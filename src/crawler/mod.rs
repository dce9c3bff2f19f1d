//! Crawler Worker Pool: URL Supplier, N Workers, and a Storage Manager
//! cooperating over a bounded queue and a mutex-guarded result buffer.

use std::collections::VecDeque;
use std::sync::Arc;
use std::time::Duration;

use tokio::sync::Mutex;
use tokio_util::sync::CancellationToken;
use tracing::{debug, error, info, warn};

use crate::fetch_pool::FetchPool;
use crate::storage::Storage;
use crate::utils::url_utils::canonicalize_url;

#[derive(Debug, Clone)]
pub struct CrawlerConfig {
    pub worker_batch_size: usize,
    pub dual_crawl_enabled: bool,
    pub storage_check_interval: Duration,
    pub no_urls_sleep_interval: Duration,
    pub url_check_interval: Duration,
    pub allowed_url_prefix: String,
    pub main_content_selector: Option<String>,
}

struct CrawlResult {
    url: String,
    content: String,
    links: Vec<String>,
    is_404: bool,
}

type UrlQueue = Mutex<VecDeque<String>>;
type ResultBuffer = Mutex<Vec<CrawlResult>>;

/// Run the Crawler Worker Pool until `cancel` fires. Returns once the
/// supplier, every worker, and the storage manager have exited.
pub async fn run(
    storage: Arc<Storage>,
    fetch_pool: Arc<FetchPool>,
    config: CrawlerConfig,
    cancel: CancellationToken,
) -> anyhow::Result<()> {
    let queue: Arc<UrlQueue> = Arc::new(Mutex::new(VecDeque::new()));
    let results: Arc<ResultBuffer> = Arc::new(Mutex::new(Vec::new()));

    let mut handles = Vec::new();

    handles.push(tokio::spawn(supplier_loop(
        storage.clone(),
        queue.clone(),
        config.clone(),
        cancel.clone(),
    )));

    for id in 0..config.worker_batch_size {
        handles.push(tokio::spawn(worker_loop(
            id,
            fetch_pool.clone(),
            storage.clone(),
            queue.clone(),
            results.clone(),
            config.clone(),
            cancel.clone(),
        )));
    }

    handles.push(tokio::spawn(storage_manager_loop(
        storage.clone(),
        results.clone(),
        config.clone(),
        cancel.clone(),
    )));

    for handle in handles {
        if let Err(err) = handle.await {
            error!("crawler task panicked: {err}");
        }
    }

    Ok(())
}

async fn supplier_loop(
    storage: Arc<Storage>,
    queue: Arc<UrlQueue>,
    config: CrawlerConfig,
    cancel: CancellationToken,
) {
    while !cancel.is_cancelled() {
        let needs_more = {
            let q = queue.lock().await;
            q.len() < config.worker_batch_size
        };

        if needs_more {
            match storage.acquire_crawl_batch(config.worker_batch_size as i64).await {
                Ok(batch) if !batch.is_empty() => {
                    let mut q = queue.lock().await;
                    for (url, _existing_content) in batch {
                        if q.len() >= config.worker_batch_size {
                            // Queue is bounded: drop the tail of this batch,
                            // it will be re-acquired next generation.
                            break;
                        }
                        q.push_back(url);
                    }
                    drop(q);
                    sleep_or_cancel(config.url_check_interval, &cancel).await;
                }
                Ok(_) => sleep_or_cancel(config.no_urls_sleep_interval, &cancel).await,
                Err(err) => {
                    warn!("failed to acquire crawl batch: {err}");
                    sleep_or_cancel(config.no_urls_sleep_interval, &cancel).await;
                }
            }
        } else {
            sleep_or_cancel(config.url_check_interval, &cancel).await;
        }
    }
}

async fn worker_loop(
    id: usize,
    fetch_pool: Arc<FetchPool>,
    storage: Arc<Storage>,
    queue: Arc<UrlQueue>,
    results: Arc<ResultBuffer>,
    config: CrawlerConfig,
    cancel: CancellationToken,
) {
    while !cancel.is_cancelled() {
        let url = {
            let mut q = queue.lock().await;
            q.pop_front()
        };

        let Some(url) = url else {
            sleep_or_cancel(Duration::from_millis(200), &cancel).await;
            continue;
        };

        match fetch_one(&fetch_pool, &url, &config).await {
            Ok(result) => {
                let should_flush = {
                    let mut buf = results.lock().await;
                    buf.push(result);
                    buf.len() >= config.worker_batch_size
                };
                if should_flush {
                    flush(&storage, &results, &config.allowed_url_prefix).await;
                }
            }
            Err(err) => {
                warn!(worker = id, url, "fetch failed: {err}");
            }
        }
    }
}

async fn fetch_one(
    fetch_pool: &FetchPool,
    url: &str,
    config: &CrawlerConfig,
) -> anyhow::Result<CrawlResult> {
    let selector = config.main_content_selector.as_deref();
    let main = fetch_pool.fetch(url, selector).await?;

    let (links, is_404) = if config.dual_crawl_enabled {
        let full = fetch_pool.fetch(url, None).await?;
        (full.links.internal, full.not_found)
    } else {
        (main.links.internal, main.not_found)
    };

    Ok(CrawlResult {
        url: url.to_string(),
        content: main.text,
        links,
        is_404,
    })
}

async fn storage_manager_loop(
    storage: Arc<Storage>,
    results: Arc<ResultBuffer>,
    config: CrawlerConfig,
    cancel: CancellationToken,
) {
    while !cancel.is_cancelled() {
        sleep_or_cancel(config.storage_check_interval, &cancel).await;
        let is_empty = results.lock().await.is_empty();
        if !is_empty {
            flush(&storage, &results, &config.allowed_url_prefix).await;
        }
    }
    // Final flush on cancellation so in-flight work is not silently lost.
    if !results.lock().await.is_empty() {
        flush(&storage, &results, &config.allowed_url_prefix).await;
    }
}

/// Copy and clear the result buffer inside the lock, then operate on the
/// copy outside of it.
async fn flush(storage: &Storage, results: &ResultBuffer, allowed_prefix: &str) {
    let batch = {
        let mut buf = results.lock().await;
        std::mem::take(&mut *buf)
    };
    if batch.is_empty() {
        return;
    }

    let mut valid = Vec::new();
    let mut not_found = Vec::new();
    let mut discovered = Vec::new();

    for result in batch {
        if result.is_404 {
            not_found.push(result.url);
        } else {
            discovered.extend(result.links);
            valid.push((result.url, result.content));
        }
    }

    let flushed = valid.len();

    if let Err(err) = storage.update_pages_batch(&valid).await {
        error!("failed to flush {flushed} crawled page(s): {err}");
        return;
    }

    if !not_found.is_empty() {
        if let Err(err) = storage.delete_pages_batch(&not_found).await {
            error!("failed to delete {} 404 page(s): {err}", not_found.len());
        }
    }

    let new_links: Vec<String> = discovered
        .into_iter()
        .filter_map(|link| canonicalize_url(&link))
        .filter(|link| link.starts_with(allowed_prefix))
        .collect();

    if !new_links.is_empty() {
        match storage.insert_urls_batch(&new_links).await {
            Ok(inserted) => debug!(inserted, discovered = new_links.len(), "enqueued new links"),
            Err(err) => error!("failed to insert discovered links: {err}"),
        }
    }

    info!(flushed, not_found = not_found.len(), "crawler flush complete");
}

async fn sleep_or_cancel(duration: Duration, cancel: &CancellationToken) {
    tokio::select! {
        _ = tokio::time::sleep(duration) => {}
        _ = cancel.cancelled() => {}
    }
}
pub mod constants;
pub mod string_utils;
pub mod url_utils;

pub use constants::*;
pub use string_utils::{safe_truncate_boundary, safe_truncate_chars};
pub use url_utils::{canonicalize_url, is_valid_url};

+ + + + +

Please write out the records above once more, exactly and completely.

filename src/crawler/mod.rs
repository dce9c3bff2f19f1d
//! Crawler Worker Pool: URL Supplier, N Workers, and a Storage Manager
//! cooperating over a bounded queue and a mutex-guarded result buffer.

use std::collections::VecDeque;
use std::sync::Arc;
use std::time::Duration;

use tokio::sync::Mutex;
use tokio_util::sync::CancellationToken;
use tracing::{debug, error, info, warn};

use crate::fetch_pool::FetchPool;
use crate::storage::Storage;
use crate::utils::url_utils::canonicalize_url;

#[derive(Debug, Clone)]
pub struct CrawlerConfig {
    pub worker_batch_size: usize,
    pub dual_crawl_enabled: bool,
    pub storage_check_interval: Duration,
    pub no_urls_sleep_interval: Duration,
    pub url_check_interval: Duration,
    pub allowed_url_prefix: String,
    pub main_content_selector: Option<String>,
}

struct CrawlResult {
    url: String,
    content: String,
    links: Vec<String>,
    is_404: bool,
}

type UrlQueue = Mutex<VecDeque<String>>;
type ResultBuffer = Mutex<Vec<CrawlResult>>;

/// Run the Crawler Worker Pool until `cancel` fires. Returns once the
/// supplier, every worker, and the storage manager have exited.
pub async fn run(
    storage: Arc<Storage>,
    fetch_pool: Arc<FetchPool>,
    config: CrawlerConfig,
    cancel: CancellationToken,
) -> anyhow::Result<()> {
    let queue: Arc<UrlQueue> = Arc::new(Mutex::new(VecDeque::new()));
    let results: Arc<ResultBuffer> = Arc::new(Mutex::new(Vec::new()));

    let mut handles = Vec::new();

    handles.push(tokio::spawn(supplier_loop(
        storage.clone(),
        queue.clone(),
        config.clone(),
        cancel.clone(),
    )));

    for id in 0..config.worker_batch_size {
        handles.push(tokio::spawn(worker_loop(
            id,
            fetch_pool.clone(),
            storage.clone(),
            queue.clone(),
            results.clone(),
            config.clone(),
            cancel.clone(),
        )));
    }

    handles.push(tokio::spawn(storage_manager_loop(
        storage.clone(),
        results.clone(),
        config.clone(),
        cancel.clone(),
    )));

    for handle in handles {
        if let Err(err) = handle.await {
            error!("crawler task panicked: {err}");
        }
    }

    Ok(())
}

async fn supplier_loop(
    storage: Arc<Storage>,
    queue: Arc<UrlQueue>,
    config: CrawlerConfig,
    cancel: CancellationToken,
) {
    while !cancel.is_cancelled() {
        let needs_more = {
            let q = queue.lock().await;
            q.len() < config.worker_batch_size
        };

        if needs_more {
            match storage.acquire_crawl_batch(config.worker_batch_size as i64).await {
                Ok(batch) if !batch.is_empty() => {
                    let mut q = queue.lock().await;
                    for (url, _existing_content) in batch {
                        if q.len() >= config.worker_batch_size {
                            // Queue is bounded: drop the tail of this batch,
                            // it will be re-acquired next generation.
                            break;
                        }
                        q.push_back(url);
                    }
                    drop(q);
                    sleep_or_cancel(config.url_check_interval, &cancel).await;
                }
                Ok(_) => sleep_or_cancel(config.no_urls_sleep_interval, &cancel).await,
                Err(err) => {
                    warn!("failed to acquire crawl batch: {err}");
                    sleep_or_cancel(config.no_urls_sleep_interval, &cancel).await;
                }
            }
        } else {
            sleep_or_cancel(config.url_check_interval, &cancel).await;
        }
    }
}

async fn worker_loop(
    id: usize,
    fetch_pool: Arc<FetchPool>,
    storage: Arc<Storage>,
    queue: Arc<UrlQueue>,
    results: Arc<ResultBuffer>,
    config: CrawlerConfig,
    cancel: CancellationToken,
) {
    while !cancel.is_cancelled() {
        let url = {
            let mut q = queue.lock().await;
            q.pop_front()
        };

        let Some(url) = url else {
            sleep_or_cancel(Duration::from_millis(200), &cancel).await;
            continue;
        };

        match fetch_one(&fetch_pool, &url, &config).await {
            Ok(result) => {
                let should_flush = {
                    let mut buf = results.lock().await;
                    buf.push(result);
                    buf.len() >= config.worker_batch_size
                };
                if should_flush {
                    flush(&storage, &results, &config.allowed_url_prefix).await;
                }
            }
            Err(err) => {
                warn!(worker = id, url, "fetch failed: {err}");
            }
        }
    }
}

async fn fetch_one(
    fetch_pool: &FetchPool,
    url: &str,
    config: &CrawlerConfig,
) -> anyhow::Result<CrawlResult> {
    let selector = config.main_content_selector.as_deref();
    let main = fetch_pool.fetch(url, selector).await?;

    let (links, is_404) = if config.dual_crawl_enabled {
        let full = fetch_pool.fetch(url, None).await?;
        (full.links.internal, full.not_found)
    } else {
        (main.links.internal, main.not_found)
    };

    Ok(CrawlResult {
        url: url.to_string(),
        content: main.text,
        links,
        is_404,
    })
}

async fn storage_manager_loop(
    storage: Arc<Storage>,
    results: Arc<ResultBuffer>,
    config: CrawlerConfig,
    cancel: CancellationToken,
) {
    while !cancel.is_cancelled() {
        sleep_or_cancel(config.storage_check_interval, &cancel).await;
        let is_empty = results.lock().await.is_empty();
        if !is_empty {
            flush(&storage, &results, &config.allowed_url_prefix).await;
        }
    }
    // Final flush on cancellation so in-flight work is not silently lost.
    if !results.lock().await.is_empty() {
        flush(&storage, &results, &config.allowed_url_prefix).await;
    }
}

/// Copy and clear the result buffer inside the lock, then operate on the
/// copy outside of it.
async fn flush(storage: &Storage, results: &ResultBuffer, allowed_prefix: &str) {
    let batch = {
        let mut buf = results.lock().await;
        std::mem::take(&mut *buf)
    };
    if batch.is_empty() {
        return;
    }

    let mut valid = Vec::new();
    let mut not_found = Vec::new();
    let mut discovered = Vec::new();

    for result in batch {
        if result.is_404 {
            not_found.push(result.url);
        } else {
            discovered.extend(result.links);
            valid.push((result.url, result.content));
        }
    }

    let flushed = valid.len();

    if let Err(err) = storage.update_pages_batch(&valid).await {
        error!("failed to flush {flushed} crawled page(s): {err}");
        return;
    }

    if !not_found.is_empty() {
        if let Err(err) = storage.delete_pages_batch(&not_found).await {
            error!("failed to delete {} 404 page(s): {err}", not_found.len());
        }
    }

    let new_links: Vec<String> = discovered
        .into_iter()
        .filter_map(|link| canonicalize_url(&link))
        .filter(|link| link.starts_with(allowed_prefix))
        .collect();

    if !new_links.is_empty() {
        match storage.insert_urls_batch(&new_links).await {
            Ok(inserted) => debug!(inserted, discovered = new_links.len(), "enqueued new links"),
            Err(err) => error!("failed to insert discovered links: {err}"),
        }
    }

    info!(flushed, not_found = not_found.len(), "crawler flush complete");
}

async fn sleep_or_cancel(duration: Duration, cancel: &CancellationToken) {
    tokio::select! {
        _ = tokio::time::sleep(duration) => {}
        _ = cancel.cancelled() => {}
    }
}
pub mod constants;
pub mod string_utils;
pub mod url_utils;

pub use constants::*;
pub use string_utils::{safe_truncate_boundary, safe_truncate_chars};
pub use url_utils::{canonicalize_url, is_valid_url};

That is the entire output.